Yesterday was #NationalFriedChickenDay so, because I adore southern fried chicken, I tried to make it #KetoFriendly without losing texture or taste. #ThisGirlLovesToEat
Buttermilk Air Fried Chicken
- 1 pkg (4 – 5 lbs) 5 Chicken Leg & Thigh Quarters (or your favorite cut)
- 3 tsp Lawry’s Seasoned Pepper
- 3 tsp Salt
- 3 tsp Paprika
- 1 tsp Poultry Seasoning
- 1 tsp Oregano
- 1 tsp Thyme
- 1 tsp Cayenne Pepper
- 1 tsp Onion Powder
- 1 tsp Garlic Powder
- 4 Cups Buttermilk
Combine all of your spices in a bowl and stir until well mixed.

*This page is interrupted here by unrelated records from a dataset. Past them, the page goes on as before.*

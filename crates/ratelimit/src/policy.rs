//! The common limiter interface and its layered composition.

use std::sync::Arc;

use async_trait::async_trait;
use tracing::warn;

use crate::{decision::RateLimitDecision, error::RateLimitError};

/// A rate-limit policy keyed by client (typically the client IP).
#[async_trait]
pub trait RateLimitPolicy: Send + Sync {
    /// Short name used in logs.
    fn name(&self) -> &'static str;

    /// Counts one request for `key` and decides whether it may proceed.
    ///
    /// # Errors
    ///
    /// Returns [`RateLimitError`] if the policy cannot reach a decision.
    async fn check(&self, key: &str) -> Result<RateLimitDecision, RateLimitError>;
}

/// Runs independent policies in sequence; the first denial wins.
///
/// A policy that errors is logged and treated as allowing the request. When
/// every policy allows, the most restrictive quota is reported.
#[derive(Clone, Default)]
pub struct LayeredLimiter {
    policies: Vec<Arc<dyn RateLimitPolicy>>,
}

impl std::fmt::Debug for LayeredLimiter {
    fn fmt(&self, f: &mut std::fmt::Formatter<'_>) -> std::fmt::Result {
        let names: Vec<_> = self.policies.iter().map(|p| p.name()).collect();
        f.debug_struct("LayeredLimiter").field("policies", &names).finish()
    }
}

impl LayeredLimiter {
    /// Creates an empty limiter, which allows everything.
    #[must_use]
    pub fn new() -> Self {
        Self::default()
    }

    /// Appends a policy, checked after the existing ones.
    #[must_use]
    pub fn with(mut self, policy: Arc<dyn RateLimitPolicy>) -> Self {
        self.policies.push(policy);
        self
    }

    /// Number of policies.
    #[must_use]
    pub fn len(&self) -> usize {
        self.policies.len()
    }

    /// Returns `true` if no policy is configured.
    #[must_use]
    pub fn is_empty(&self) -> bool {
        self.policies.is_empty()
    }

    /// Checks `key` against every policy. Never fails.
    #[tracing::instrument(level = "debug", skip(self))]
    pub async fn check(&self, key: &str) -> RateLimitDecision {
        let mut verdict: Option<RateLimitDecision> = None;

        for policy in &self.policies {
            match policy.check(key).await {
                Ok(deny @ RateLimitDecision::Deny { retry_after, .. }) => {
                    warn!(policy = policy.name(), retry_after, "rate limit exceeded");
                    return deny;
                },
                Ok(allow) => {
                    let tighter =
                        verdict.is_none_or(|current| allow.remaining() < current.remaining());
                    if tighter {
                        verdict = Some(allow);
                    }
                },
                Err(err) => {
                    warn!(
                        policy = policy.name(),
                        error = %err,
                        "rate limiter failed, allowing request"
                    );
                },
            }
        }

        verdict.unwrap_or(RateLimitDecision::Allow {
            limit: u32::MAX,
            remaining: u32::MAX,
            delay: std::time::Duration::ZERO,
        })
    }
}

#[cfg(test)]
#[allow(clippy::unwrap_used, clippy::expect_used)]
mod tests {
    use std::{
        sync::atomic::{AtomicUsize, Ordering},
        time::Duration,
    };

    use perimeter_storage::StorageError;

    use super::*;

    struct Fixed {
        outcome: fn() -> Result<RateLimitDecision, RateLimitError>,
        calls: AtomicUsize,
    }

    impl Fixed {
        fn new(outcome: fn() -> Result<RateLimitDecision, RateLimitError>) -> Arc<Self> {
            Arc::new(Self { outcome, calls: AtomicUsize::new(0) })
        }
    }

    #[async_trait]
    impl RateLimitPolicy for Fixed {
        fn name(&self) -> &'static str {
            "fixed"
        }

        async fn check(&self, _key: &str) -> Result<RateLimitDecision, RateLimitError> {
            self.calls.fetch_add(1, Ordering::SeqCst);
            (self.outcome)()
        }
    }

    fn allow(remaining: u32) -> RateLimitDecision {
        RateLimitDecision::Allow { limit: 50, remaining, delay: Duration::ZERO }
    }

    #[tokio::test]
    async fn either_denial_denies() {
        let first = Fixed::new(|| Ok(allow(10)));
        let second = Fixed::new(|| Ok(RateLimitDecision::Deny { limit: 50, retry_after: 40 }));
        let limiter = LayeredLimiter::new().with(first).with(second);

        assert_eq!(limiter.check("k").await.retry_after(), Some(40));
    }

    #[tokio::test]
    async fn first_denial_short_circuits() {
        let first = Fixed::new(|| Ok(RateLimitDecision::Deny { limit: 50, retry_after: 3 }));
        let second = Fixed::new(|| Ok(allow(10)));
        let limiter = LayeredLimiter::new().with(first).with(second.clone());

        assert!(!limiter.check("k").await.is_allowed());
        assert_eq!(second.calls.load(Ordering::SeqCst), 0);
    }

    #[tokio::test]
    async fn errors_are_treated_as_allow() {
        let broken = Fixed::new(|| Err(StorageError::connection("down").into()));
        let limiter = LayeredLimiter::new().with(broken);
        assert!(limiter.check("k").await.is_allowed());
    }

    #[tokio::test]
    async fn reports_tightest_quota() {
        let loose = Fixed::new(|| Ok(allow(40)));
        let tight = Fixed::new(|| Ok(allow(3)));
        let limiter = LayeredLimiter::new().with(loose).with(tight);
        assert_eq!(limiter.check("k").await.remaining(), 3);
    }

    #[tokio::test]
    async fn empty_limiter_allows() {
        assert!(LayeredLimiter::new().check("k").await.is_allowed());
    }
}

Place your chicken into a bowl large enough to hold your chicken pieces, with room for the liquid. Wearing disposable gloves, rub each piece of chicken generously with the spice mixture. Moving the pieces around in the bowl as you go, pour your buttermilk over and around the chicken. Make sure you are moving the pieces around so the spices that come off the chicken mix into the buttermilk. Once all pieces are covered, and remain submerged, in the buttermilk, cover the bowl and put it in the refrigerator to marinate for at least 2 but preferably 6 hours or more. Ideally, if you can, marinate it overnight or all day while you are at work.

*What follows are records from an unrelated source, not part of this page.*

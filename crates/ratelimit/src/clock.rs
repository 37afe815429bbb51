//! Millisecond wall clock, injectable for tests.

use std::sync::{
    Arc,
    atomic::{AtomicI64, Ordering},
};
use std::time::Duration;

use chrono::Utc;

/// Source of the current time in milliseconds since the Unix epoch.
pub trait Clock: Send + Sync + std::fmt::Debug {
    /// Current time.
    fn now_millis(&self) -> i64;
}

/// The system wall clock.
#[derive(Debug, Clone, Copy, Default)]
pub struct SystemClock;

impl Clock for SystemClock {
    fn now_millis(&self) -> i64 {
        Utc::now().timestamp_millis()
    }
}

/// A clock that only moves when told to. Clones share the same time.
#[derive(Debug, Clone, Default)]
pub struct ManualClock {
    now: Arc<AtomicI64>,
}

impl ManualClock {
    /// Creates a clock reading `now` milliseconds.
    #[must_use]
    pub fn new(now: i64) -> Self {
        Self { now: Arc::new(AtomicI64::new(now)) }
    }

    /// Moves the clock forward.
    pub fn advance(&self, by: Duration) {
        let millis = i64::try_from(by.as_millis()).unwrap_or(i64::MAX);
        self.now.fetch_add(millis, Ordering::SeqCst);
    }

    /// Sets the clock.
    pub fn set(&self, now: i64) {
        self.now.store(now, Ordering::SeqCst);
    }
}

impl Clock for ManualClock {
    fn now_millis(&self) -> i64 {
        self.now.load(Ordering::SeqCst)
    }
}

When you are ready to fry your chicken stir together your dredging mixture with a fork in a shallow baking pan. TIP: I like to put my dredge mixture together at least an hour ahead of frying, if I have the time, so that my spices have extra time for their flavors to absorb into the flours.
- 2 Cups Bob’s Red Mill Paleo Baking Flour
- 1 Cup Superfine Almond Flour
- 1 TBLS Baking Powder
- 1 tsp Salt
- 1 tsp Paprika
- 1/2 tsp Garlic Powder
- 1/2 tsp Onion Powder
When you’re ready to cook follow these steps for juicy fried chicken without the grease, extra fat and mess that you get when you fry in peanut or vegetable oil.
- Lightly spray the basket of our air fryer with olive oil spray to keep your skin from sticking
- Take one piece of chicken out of the buttermilk marinade and hold it over the bowl until it stops dripping (you don’t want to drop a sopping wet quarter into the dredge mixture)
- Lay your chicken quarter in the pan of dredge mixture and spoon the mixture over the chicken. Lift the chicken up by the drumstick end and lightly shake to release any extra mixture. You want a thin coating so it crisps up perfectly and isn’t soggy between the coating and the chicken.
- Lay your chicken quarter in the basket of your air fryer skin side up. Repeat with as many pieces of chicken as will fit in your basket but don’t crowd the pieces. You want the air to flow around the pieces so they all cook evenly. My quarters were large, so I cooked 3 at a time.
- Set your air fryer to 375° F and set your timer according to what pieces you are cooking (except where noted, all assume your chicken has bones/skin): Leg Quarters 25 – 30 Minutes – Cook to 165° F to 180° F in the thickest part of the thigh. Time will be solely based on the size/thickness of your pieces. Cooking to a higher temp breaks down the fibers of the tougher thigh meat and gives you a more tender result. Breasts: 22 to 25 Minutes – Cook to 165° F in the thickest part of the breast. Boneless Chicken Tenders: 12-16 Minutes – Cook to 165° F in the thickest part.
- Using tongs, turn your chicken pieces over 15 minutes into cooking so that your chicken gets evenly browned. Turn tenders over 1/2 way through your cooking time.
- When your chicken has reached the desired temperature, remove from the air fryer, set on a cooling rack (or your plate if your serving right away) and repeat the steps with your remaining chicken.
Nutrition Information & Comparison to Traditionally Fried Chicken (1 Leg/Thigh Quarter)
- Air Fried: 290 Calories Deep Fried: 1262 Calories (972 Less)
- Air Fried: 5 g Fat Deep Fried: 85 g Fat (80 g Less)
- Air Fried: 7 g Carbs Deep Fried: 56 g Carbs (49 g Less)
- Air Fried: 23 g Protein Deep Fried: 66 g Protein (43 g Less)
What you give up in apples to apples crispiness, you more than make up in the health benefits of converting this to a Keto Air Fried recipe!